◆ **ACTIVITY**
Among the entries that follow, find every line with the word "skipping" and list it.

##### TASK INPUT #####

//! Chat model transports: Ollama, OpenAI-compatible servers, and an
//! offline mock.

use crate::{
    client::{message_chunk, ChatBackend},
    config::ModelConfig,
    error::Result,
    fragment::FragmentStream,
    message::{Message, Usage},
    stage::BoxFut,
    ChainError,
};
use eventsource_stream::Eventsource;
use futures::StreamExt;
use reqwest::{Client, Response};
use serde_json::{json, Value};
use std::sync::{
    atomic::{AtomicUsize, Ordering},
    Arc, Mutex,
};
use std::time::Duration;

fn wire_messages(messages: &[Message]) -> Vec<Value> {
    messages
        .iter()
        .map(|m| json!({"role": m.role, "content": m.content}))
        .collect()
}

/// POST `body` to `url` and fail on a non-success status.
async fn post_json(
    request: reqwest::RequestBuilder,
    url: &str,
    body: &Value,
) -> Result<Response> {
    let resp = request.json(body).send().await.map_err(|e| {
        ChainError::Other(format!("Failed to connect to model at {}: {}", url, e))
    })?;

    if !resp.status().is_success() {
        let status = resp.status().as_u16();
        let text = resp.text().await.unwrap_or_default();
        return Err(ChainError::Model { status, body: text });
    }
    Ok(resp)
}

// -- Ollama --

/// Client for Ollama's `/api/chat` endpoint.
#[derive(Debug, Clone)]
pub struct OllamaBackend {
    client: Client,
    config: ModelConfig,
}

impl OllamaBackend {
    pub fn new(config: ModelConfig) -> Self {
        Self::with_client(Client::new(), config)
    }

    /// Reuse an existing HTTP client.
    pub fn with_client(client: Client, config: ModelConfig) -> Self {
        Self { client, config }
    }

    fn url(&self) -> String {
        format!("{}/api/chat", self.config.endpoint())
    }

    fn body(&self, messages: &[Message], stream: bool) -> Value {
        json!({
            "model": self.config.model,
            "messages": wire_messages(messages),
            "stream": stream,
            "options": {
                "temperature": self.config.temperature,
                "num_predict": self.config.max_tokens,
            },
        })
    }

    async fn send(&self, body: &Value) -> Result<Response> {
        let url = self.url();
        let request = self.client.post(&url).timeout(self.config.timeout);
        post_json(request, &url, body).await
    }
}

fn ollama_usage(json: &Value) -> Option<Usage> {
    let input = json.get("prompt_eval_count")?.as_u64()?;
    let output = json.get("eval_count")?.as_u64()?;
    Some(Usage::new(input, output))
}

/// One decoded NDJSON line of an Ollama stream.
#[derive(Debug, PartialEq)]
struct OllamaLine {
    delta: String,
    usage: Option<Usage>,
    done: bool,
}

fn parse_ollama_line(line: &[u8]) -> Result<Option<OllamaLine>> {
    let text = std::str::from_utf8(line)
        .map_err(|e| ChainError::Other(format!("Ollama stream is not UTF-8: {}", e)))?
        .trim();
    if text.is_empty() {
        return Ok(None);
    }
    let json: Value = match serde_json::from_str(text) {
        Ok(json) => json,
        Err(e) => {
            tracing::warn!(error = %e, "skipping malformed Ollama stream line");
            return Ok(None);
        }
    };
    if let Some(err) = json.get("error").and_then(|v| v.as_str()) {
        return Err(ChainError::Other(format!("Ollama stream error: {}", err)));
    }
    let done = json.get("done").and_then(|v| v.as_bool()).unwrap_or(false);
    Ok(Some(OllamaLine {
        delta: json["message"]["content"].as_str().unwrap_or("").to_string(),
        usage: if done { ollama_usage(&json) } else { None },
        done,
    }))
}

impl ChatBackend for OllamaBackend {
    fn provider(&self) -> &str {
        "ollama"
    }

    fn complete<'a>(&'a self, messages: &'a [Message]) -> BoxFut<'a, Result<Message>> {
        Box::pin(async move {
            let resp = self.send(&self.body(messages, false)).await?;
            let json: Value = resp.json().await?;
            let content = json["message"]["content"]
                .as_str()
                .ok_or_else(|| {
                    ChainError::Other(format!("response has no message content: {}", json))
                })?
                .to_string();
            let mut reply = Message::assistant(content);
            reply.usage = ollama_usage(&json);
            Ok(reply)
        })
    }

    fn complete_stream(&self, messages: Vec<Message>) -> BoxFut<'_, Result<FragmentStream>> {
        Box::pin(async move {
            let resp = self.send(&self.body(&messages, true)).await?;
            let mut bytes = Box::pin(resp.bytes_stream());

            // Lines may straddle network chunks, so bytes are buffered until a newline.
            let stream = async_stream::stream! {
                let mut buf: Vec<u8> = Vec::new();
                let mut first = true;
                loop {
                    let finished = match bytes.next().await {
                        Some(Ok(chunk)) => {
                            buf.extend_from_slice(&chunk);
                            false
                        }
                        Some(Err(e)) => {
                            yield Err(ChainError::Request(e));
                            return;
                        }
                        None => {
                            buf.push(b'\n');
                            true
                        }
                    };

                    while let Some(pos) = buf.iter().position(|b| *b == b'\n') {
                        let line: Vec<u8> = buf.drain(..=pos).collect();
                        match parse_ollama_line(&line) {
                            Ok(Some(parsed)) => {
                                let emit = !parsed.delta.is_empty()
                                    || parsed.usage.is_some()
                                    || (parsed.done && first);
                                if emit {
                                    yield Ok(message_chunk(&parsed.delta, first, parsed.usage));
                                    first = false;
                                }
                            }
                            Ok(None) => {}
                            Err(e) => {
                                yield Err(e);
                                return;
                            }
                        }
                    }

                    if finished {
                        break;
                    }
                }
            };
            Ok(stream.boxed())
        })
    }
}

// -- OpenAI-compatible --

/// Client for `/chat/completions` on OpenAI and compatible servers.
#[derive(Debug, Clone)]
pub struct OpenAiBackend {
    client: Client,
    config: ModelConfig,
}

impl OpenAiBackend {
    pub fn new(config: ModelConfig) -> Self {
        Self::with_client(Client::new(), config)
    }

    pub fn with_client(client: Client, config: ModelConfig) -> Self {
        Self { client, config }
    }

    fn url(&self) -> String {
        format!("{}/chat/completions", self.config.endpoint())
    }

    fn body(&self, messages: &[Message], stream: bool) -> Value {
        let mut body = json!({
            "model": self.config.model,
            "messages": wire_messages(messages),
            "temperature": self.config.temperature,
            "max_tokens": self.config.max_tokens,
            "stream": stream,
        });
        if stream {
            body["stream_options"] = json!({"include_usage": true});
        }
        body
    }

    async fn send(&self, body: &Value) -> Result<Response> {
        let url = self.url();
        let mut request = self.client.post(&url).timeout(self.config.timeout);
        if let Some(ref key) = self.config.api_key {
            request = request.bearer_auth(key);
        }
        post_json(request, &url, body).await
    }
}

fn openai_usage(json: &Value) -> Option<Usage> {
    let usage = json.get("usage")?;
    let input = usage.get("prompt_tokens")?.as_u64()?;
    let output = usage.get("completion_tokens")?.as_u64()?;
    Some(Usage::new(input, output))
}

impl ChatBackend for OpenAiBackend {
    fn provider(&self) -> &str {
        "openai"
    }

    fn complete<'a>(&'a self, messages: &'a [Message]) -> BoxFut<'a, Result<Message>> {
        Box::pin(async move {
            let resp = self.send(&self.body(messages, false)).await?;
            let json: Value = resp.json().await?;
            let content = json["choices"][0]["message"]["content"]
                .as_str()
                .ok_or_else(|| {
                    ChainError::Other(format!("response has no message content: {}", json))
                })?
                .to_string();
            let mut reply = Message::assistant(content);
            reply.usage = openai_usage(&json);
            Ok(reply)
        })
    }

    fn complete_stream(&self, messages: Vec<Message>) -> BoxFut<'_, Result<FragmentStream>> {
        Box::pin(async move {
            let resp = self.send(&self.body(&messages, true)).await?;
            let mut events = Box::pin(resp.bytes_stream().eventsource());

            let stream = async_stream::stream! {
                let mut first = true;
                while let Some(event) = events.next().await {
                    let event = match event {
                        Ok(event) => event,
                        Err(e) => {
                            yield Err(ChainError::Other(format!("SSE stream error: {}", e)));
                            return;
                        }
                    };
                    let data = event.data.trim();
                    if data == "[DONE]" {
                        break;
                    }
                    let json: Value = match serde_json::from_str(data) {
                        Ok(json) => json,
                        Err(e) => {
                            tracing::warn!(error = %e, "skipping malformed SSE event");
                            continue;
                        }
                    };
                    if let Some(err) = json.get("error") {
                        yield Err(ChainError::Other(format!("model stream error: {}", err)));
                        return;
                    }
                    let delta = json["choices"][0]["delta"]["content"].as_str().unwrap_or("");
                    let usage = openai_usage(&json);
                    if delta.is_empty() && usage.is_none() && !first {
                        continue;
                    }
                    yield Ok(message_chunk(delta, first, usage));
                    first = false;
                }
            };
            Ok(stream.boxed())
        })
    }
}

// -- Mock --

type Responder = dyn Fn(&[Message]) -> String + Send + Sync;

#[derive(Clone)]
enum Reply {
    Fixed(String),
    With(Arc<Responder>),
    Fail(String),
}

/// In-process backend with a scripted reply.
///
/// Clones share call counters, so a test can keep one handle while the
/// model owns another.
#[derive(Clone)]
pub struct MockBackend {
    reply: Reply,
    chunk_size: usize,
    delay: Duration,
    usage: Option<Usage>,
    calls: Arc<AtomicUsize>,
    last: Arc<Mutex<Option<Vec<Message>>>>,
}

impl std::fmt::Debug for MockBackend {
    fn fmt(&self, f: &mut std::fmt::Formatter<'_>) -> std::fmt::Result {
        f.debug_struct("MockBackend")
            .field("chunk_size", &self.chunk_size)
            .field("delay", &self.delay)
            .field("calls", &self.calls())
            .finish()
    }
}

impl MockBackend {
    /// Always answer with `reply`.
    pub fn new(reply: impl Into<String>) -> Self {
        Self::from_reply(Reply::Fixed(reply.into()))
    }

    /// Compute the answer from the conversation.
    pub fn with_responder<F>(responder: F) -> Self
    where
        F: Fn(&[Message]) -> String + Send + Sync + 'static,
    {
        Self::from_reply(Reply::With(Arc::new(responder)))
    }

    /// Answer with the content of the last message.
    pub fn echo() -> Self {
        Self::with_responder(|messages| {
            messages
                .last()
                .map(|m| m.content.clone())
                .unwrap_or_default()
        })
    }

    /// Fail every call with a model error.
    pub fn failing(body: impl Into<String>) -> Self {
        Self::from_reply(Reply::Fail(body.into()))
    }

    fn from_reply(reply: Reply) -> Self {
        Self {
            reply,
            chunk_size: 4,
            delay: Duration::ZERO,
            usage: None,
            calls: Arc::new(AtomicUsize::new(0)),
            last: Arc::new(Mutex::new(None)),
        }
    }

    /// Characters per streamed chunk.
    pub fn with_chunk_size(mut self, size: usize) -> Self {
        self.chunk_size = size.max(1);
        self
    }

    /// Simulated latency before replying and between streamed chunks.
    pub fn with_delay(mut self, delay: Duration) -> Self {
        self.delay = delay;
        self
    }

    pub fn with_usage(mut self, usage: Usage) -> Self {
        self.usage = Some(usage);
        self
    }

    /// Number of requests received so far.
    pub fn calls(&self) -> usize {
        self.calls.load(Ordering::SeqCst)
    }

    /// Messages of the most recent request.
    pub fn last_messages(&self) -> Option<Vec<Message>> {
        self.last.lock().ok().and_then(|guard| guard.clone())
    }

    async fn respond(&self, messages: &[Message]) -> Result<String> {
        self.calls.fetch_add(1, Ordering::SeqCst);
        if let Ok(mut guard) = self.last.lock() {
            *guard = Some(messages.to_vec());
        }
        if !self.delay.is_zero() {
            tokio::time::sleep(self.delay).await;
        }
        match &self.reply {
            Reply::Fixed(text) => Ok(text.clone()),
            Reply::With(responder) => Ok(responder(messages)),
            Reply::Fail(body) => Err(ChainError::Model {
                status: 500,
                body: body.clone(),
            }),
        }
    }
}

fn split_chunks(text: &str, size: usize) -> Vec<String> {
    let chars: Vec<char> = text.chars().collect();
    if chars.is_empty() {
        return vec![String::new()];
    }
    chars.chunks(size).map(|c| c.iter().collect()).collect()
}

impl ChatBackend for MockBackend {
    fn provider(&self) -> &str {
        "mock"
    }

    fn complete<'a>(&'a self, messages: &'a [Message]) -> BoxFut<'a, Result<Message>> {
        Box::pin(async move {
            let text = self.respond(messages).await?;
            let mut reply = Message::assistant(text);
            reply.usage = self.usage;
            Ok(reply)
        })
    }

    fn complete_stream(&self, messages: Vec<Message>) -> BoxFut<'_, Result<FragmentStream>> {
        Box::pin(async move {
            let text = self.respond(&messages).await?;
            let pieces = split_chunks(&text, self.chunk_size);
            let last = pieces.len() - 1;
            let usage = self.usage;
            let delay = self.delay;

            let stream = futures::stream::iter(pieces.into_iter().enumerate()).then(
                move |(i, piece)| async move {
                    if i > 0 && !delay.is_zero() {
                        tokio::time::sleep(delay).await;
                    }
                    let usage = if i == last { usage } else { None };
                    Ok::<_, ChainError>(message_chunk(&piece, i == 0, usage))
                },
            );
            Ok(stream.boxed())
        })
    }
}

#####

◆ **ANSWER TO THIS EXERCISE**
            tracing::warn!(error = %e, "skipping malformed Ollama stream line");
                            tracing::warn!(error = %e, "skipping malformed SSE event");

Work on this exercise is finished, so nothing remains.